Having a certain genetic variant and drinking roughly three 12-ounce cans or more of beer a day appears to markedly increase the risk of “non-cardia gastric cancer,” a study found.
“For now, if people want to know whether they should go out and get tested for this variant or whether they should stop drinking if they’re heavy beer drinkers, I would basically say that we’re not there yet,” added Duell.
“All we can currently say is that the genetic variant is associated with increased risk, heavy drinking is associated with increased risk, and when the two are together, the risk is even worse,” he noted.
The study focused on the “rs1230025 variant” located among a group of three genes already linked to alcohol digestion.
And although the results focus on the coupling of the mutation with heavy drinking, the authors also found that either factor on its own also raised stomach cancer risk, although less dramatically.

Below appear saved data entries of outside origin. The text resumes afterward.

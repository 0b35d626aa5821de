//! Pure per-line parsing of the ranking feed.
//!
//! Each feed line is tab-separated with the reversed host name in a fixed
//! column. Parsing never fails: a line is either the header, a record, or a
//! skip with a reason.

use crate::config::{DOMAIN_FIELD_INDEX, HEADER_SENTINEL};

/// Why a line produced no record.
#[derive(Debug, Clone, Copy, PartialEq, Eq)]
pub enum SkipReason {
    /// Not valid UTF-8
    InvalidEncoding,
    /// Fewer fields than the domain column requires
    TooFewFields,
    /// The domain column is present but empty
    EmptyField,
    /// The domain column holds the header sentinel (a repeated header)
    SentinelValue,
}

/// Result of parsing one feed line.
#[derive(Debug, Clone, PartialEq, Eq)]
pub enum LineOutcome {
    Header,
    Skip(SkipReason),
    Record(String),
}

/// Parses a single feed line.
///
/// The header is recognized by its sentinel token only while `header_seen` is
/// false, so it is skipped once. Lines that still carry the sentinel in the
/// domain column afterwards are skipped as malformed.
pub fn parse_line(line: &str, header_seen: bool, reverse: bool) -> LineOutcome {
    if !header_seen && line.contains(HEADER_SENTINEL) {
        return LineOutcome::Header;
    }

    let Some(field) = line.split('\t').nth(DOMAIN_FIELD_INDEX) else {
        return LineOutcome::Skip(SkipReason::TooFewFields);
    };
    let field = field.trim();
    if field.is_empty() {
        return LineOutcome::Skip(SkipReason::EmptyField);
    }
    if field == HEADER_SENTINEL {
        return LineOutcome::Skip(SkipReason::SentinelValue);
    }

    if reverse {
        LineOutcome::Record(reverse_labels(field))
    } else {
        LineOutcome::Record(field.to_string())
    }
}

/// Parses a raw line as read from the stream (trailing `\n`/`\r\n` allowed).
pub fn parse_raw_line(raw: &[u8], header_seen: bool, reverse: bool) -> LineOutcome {
    let raw = raw.strip_suffix(b"\n").unwrap_or(raw);
    let raw = raw.strip_suffix(b"\r").unwrap_or(raw);
    match std::str::from_utf8(raw) {
        Ok(line) => parse_line(line, header_seen, reverse),
        Err(_) => LineOutcome::Skip(SkipReason::InvalidEncoding),
    }
}

/// Reverses the order of dot-separated labels: `com.example.www` becomes
/// `www.example.com` and vice versa.
pub fn reverse_labels(host: &str) -> String {
    host.rsplit('.').collect::<Vec<_>>().join(".")
}
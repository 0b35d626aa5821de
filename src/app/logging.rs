//! Progress logging utilities.

use std::time::Instant;

use log::info;

/// Logs how many records have been processed and the average rate.
///
/// # Arguments
///
/// * `start_time` - The start time of processing
/// * `processed` - Records processed so far
pub fn log_progress(start_time: Instant, processed: usize) {
    let elapsed_secs = start_time.elapsed().as_secs_f64();
    let rate = if elapsed_secs > 0.0 {
        processed as f64 / elapsed_secs
    } else {
        0.0
    };
    info!(
        "Processed {} records in {:.2} seconds (~{:.2} records/sec)",
        processed, elapsed_secs, rate
    );
}

/// Throttles progress lines to at most one per interval.
#[derive(Debug)]
pub struct ProgressTicker {
    start: Instant,
    last: Instant,
    interval: std::time::Duration,
}

impl ProgressTicker {
    pub fn new(interval: std::time::Duration) -> Self {
        let now = Instant::now();
        Self {
            start: now,
            last: now,
            interval,
        }
    }

    /// Logs progress if the interval has elapsed since the last line.
    pub fn tick(&mut self, processed: usize) {
        if self.last.elapsed() >= self.interval {
            log_progress(self.start, processed);
            self.last = Instant::now();
        }
    }

    /// Logs a final progress line unconditionally.
    pub fn finish(&self, processed: usize) {
        log_progress(self.start, processed);
    }
}
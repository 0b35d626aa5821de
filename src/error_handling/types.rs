//! Error type definitions.
//!
//! This module defines the error families used across the pipeline. Bulk-stage
//! errors (`LocatorError`, `ImportError`, `StorageError`) are fatal to a run;
//! `ScrapeError` is always contained to a single domain by the title engine.

use std::path::PathBuf;
use std::time::Duration;

use log::SetLoggerError;
use reqwest::Error as ReqwestError;
use reqwest::StatusCode;
use strum_macros::EnumIter as EnumIterMacro;
use thiserror::Error;

/// Error types for initialization failures.
#[derive(Error, Debug)]
#[allow(clippy::enum_variant_names)] // All variants end with "Error" by convention
pub enum InitializationError {
    /// Error initializing the logger.
    #[error("Logger initialization error: {0}")]
    LoggerError(#[from] SetLoggerError),

    /// Error initializing the HTTP client.
    #[error("HTTP client initialization error: {0}")]
    HttpClientError(#[from] ReqwestError),
}

/// Invalid option combinations, detected before a run starts.
#[derive(Error, Debug)]
pub enum ConfigError {
    #[error("start index {start} is past end index {end}")]
    InvertedRange { start: usize, end: usize },

    #[error("scrape timeout must be at least one second")]
    ZeroTimeout,

    #[error("page URL template '{0}' has no {{domain}} placeholder")]
    MissingPlaceholder(String),
}

/// Failures while discovering the ranking archive URL.
#[derive(Error, Debug)]
pub enum LocatorError {
    /// A page fetch returned a non-success status.
    #[error("{url} returned HTTP {status}")]
    Upstream { url: String, status: StatusCode },

    /// The expected anchor was not present in the fetched markup.
    #[error("no {what} link found on {url}")]
    NotFound { url: String, what: &'static str },

    /// The request itself failed (connect, timeout, body read).
    #[error("request to {url} failed: {source}")]
    Request {
        url: String,
        #[source]
        source: ReqwestError,
    },
}

/// Failures of the streaming import. All of them abort the run.
#[derive(Error, Debug)]
pub enum ImportError {
    /// The archive fetch returned a non-success status.
    #[error("{url} returned HTTP {status}")]
    Upstream { url: String, status: StatusCode },

    #[error("request to {url} failed: {source}")]
    Request {
        url: String,
        #[source]
        source: ReqwestError,
    },

    #[error("could not locate the ranking archive: {0}")]
    Locate(#[from] LocatorError),

    /// The byte stream broke or the gzip payload was corrupt.
    #[error("failed to read or decompress feed: {0}")]
    Decompress(#[source] std::io::Error),

    #[error(transparent)]
    Storage(#[from] StorageError),
}

/// Failures of the per-domain page scrape. Never fatal.
#[derive(Error, Debug)]
pub enum ScrapeError {
    #[error("{url} timed out after {after:?}")]
    Timeout { url: String, after: Duration },

    #[error("request to {url} failed: {source}")]
    Request {
        url: String,
        #[source]
        source: ReqwestError,
    },

    #[error("{url} returned HTTP {status}")]
    Status { url: String, status: StatusCode },

    #[error("{url} body exceeds {limit} bytes")]
    BodyTooLarge { url: String, limit: usize },
}

/// Failures reading or writing the persisted artifacts.
#[derive(Error, Debug)]
pub enum StorageError {
    #[error("failed to read {path:?}: {source}")]
    Read {
        path: PathBuf,
        #[source]
        source: std::io::Error,
    },

    #[error("failed to write {path:?}: {source}")]
    Write {
        path: PathBuf,
        #[source]
        source: std::io::Error,
    },

    #[error("{path:?} is not a valid result store: {source}")]
    Parse {
        path: PathBuf,
        #[source]
        source: serde_json::Error,
    },
}

/// Problems with the curated removal/alias/title table.
#[derive(Error, Debug)]
pub enum OverrideError {
    #[error("failed to read override table {path:?}: {source}")]
    Read {
        path: PathBuf,
        #[source]
        source: std::io::Error,
    },

    #[error("override table is not valid JSON: {0}")]
    Parse(#[from] serde_json::Error),

    /// A domain listed as an alternate of two different main domains.
    #[error("{alt} is an alias of both {first} and {second}")]
    DuplicateAlias {
        alt: String,
        first: String,
        second: String,
    },

    /// A main domain listed among its own alternates.
    #[error("{0} is listed as an alias of itself")]
    SelfAlias(String),
}

/// What happened to one domain during an enrichment run.
///
/// Every domain produces exactly one disposition (`Ranked`, `Excluded` or
/// `Merged`); ranked domains additionally record where their title came from
/// and, when a scrape was attempted, how it went.
#[derive(Debug, Clone, Copy, PartialEq, Eq, Hash, EnumIterMacro)]
pub enum Outcome {
    // Dispositions
    Ranked,
    Excluded,
    Merged,
    // Title sources
    TitleOverride,
    TitleScraped,
    TitleHeuristic,
    TitleFallback,
    // Scrape results
    ScrapeRejectedLong,
    ScrapeEmpty,
    ScrapeTimeout,
    ScrapeFailed,
}

impl std::fmt::Display for Outcome {
    fn fmt(&self, f: &mut std::fmt::Formatter<'_>) -> std::fmt::Result {
        f.write_str(self.as_str())
    }
}

impl Outcome {
    pub fn as_str(&self) -> &'static str {
        match self {
            Outcome::Ranked => "Ranked",
            Outcome::Excluded => "Excluded (removal list)",
            Outcome::Merged => "Merged into main domain",
            Outcome::TitleOverride => "Title from override table",
            Outcome::TitleScraped => "Title from page",
            Outcome::TitleHeuristic => "Title from domain name",
            Outcome::TitleFallback => "Title fell back to domain",
            Outcome::ScrapeRejectedLong => "Scraped title too long, kept heuristic",
            Outcome::ScrapeEmpty => "Page had no usable title",
            Outcome::ScrapeTimeout => "Scrape timed out",
            Outcome::ScrapeFailed => "Scrape failed",
        }
    }

    /// Whether this outcome is one of the three per-domain dispositions.
    pub fn is_disposition(&self) -> bool {
        matches!(self, Outcome::Ranked | Outcome::Excluded | Outcome::Merged)
    }
}

#[cfg(test)]
mod tests {
    use super::*;
    use strum::IntoEnumIterator;

    #[test]
    fn test_outcome_as_str_is_unique() {
        let mut seen = std::collections::HashSet::new();
        for outcome in Outcome::iter() {
            assert!(
                seen.insert(outcome.as_str()),
                "duplicate label for {:?}",
                outcome
            );
        }
    }

    #[test]
    fn test_outcome_display_matches_as_str() {
        for outcome in Outcome::iter() {
            assert_eq!(outcome.to_string(), outcome.as_str());
        }
    }

    #[test]
    fn test_exactly_three_dispositions() {
        assert_eq!(Outcome::iter().filter(|o| o.is_disposition()).count(), 3);
    }

    #[test]
    fn test_locator_error_messages() {
        let err = LocatorError::NotFound {
            url: "https://commoncrawl.org/web-graphs".to_string(),
            what: "snapshot",
        };
        assert_eq!(
            err.to_string(),
            "no snapshot link found on https://commoncrawl.org/web-graphs"
        );

        let err = LocatorError::Upstream {
            url: "https://commoncrawl.org/web-graphs".to_string(),
            status: StatusCode::SERVICE_UNAVAILABLE,
        };
        assert!(err.to_string().contains("503"));
    }

    #[test]
    fn test_config_error_placeholder_message() {
        let err = ConfigError::MissingPlaceholder("https://x".to_string());
        assert_eq!(
            err.to_string(),
            "page URL template 'https://x' has no {domain} placeholder"
        );
    }

    #[test]
    fn test_import_error_wraps_storage() {
        let err: ImportError = StorageError::Write {
            path: PathBuf::from("/tmp/out.txt"),
            source: std::io::Error::new(std::io::ErrorKind::PermissionDenied, "denied"),
        }
        .into();
        assert!(matches!(err, ImportError::Storage(_)));
        assert!(err.to_string().contains("out.txt"));
    }
}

Namely, cancer risk was elevated among non-drinkers bearing the mutation and among heavy drinkers without the mutation.
Duell and his colleagues are slated to present their findings Monday in Orlando, Fla., at the annual meeting of the American Association for Cancer Research. Findings presented at meetings are considered preliminary until published in a peer-reviewed journal.
The team linked a 75 percent bump in gastric cancer risk to consumption of 30 grams or more of pure ethanol/alcohol a day in the form of beer. A standard 12-ounce can of beer contains 13 grams of pure ethanol/alcohol, they noted. Wine and hard liquor did not appear to increase cancer risk.
Europeans who drank heavily and also carried the gene mutation in question demonstrated an even higher stomach cancer risk, the researchers found.
The mutations analyzed are common, said Duell. “I don’t know what it would be in the U.S., but among our European population about 20 percent carried this variant. So it’s not rare,” he explained.
“But gastric cancer is multi-factorial,” he added. “There are many, many causes. So it’s important to note that someone who’s a heavy drinker may never get gastric cancer, and that clearly there are other health problems associated with gastric cancer that play a role.”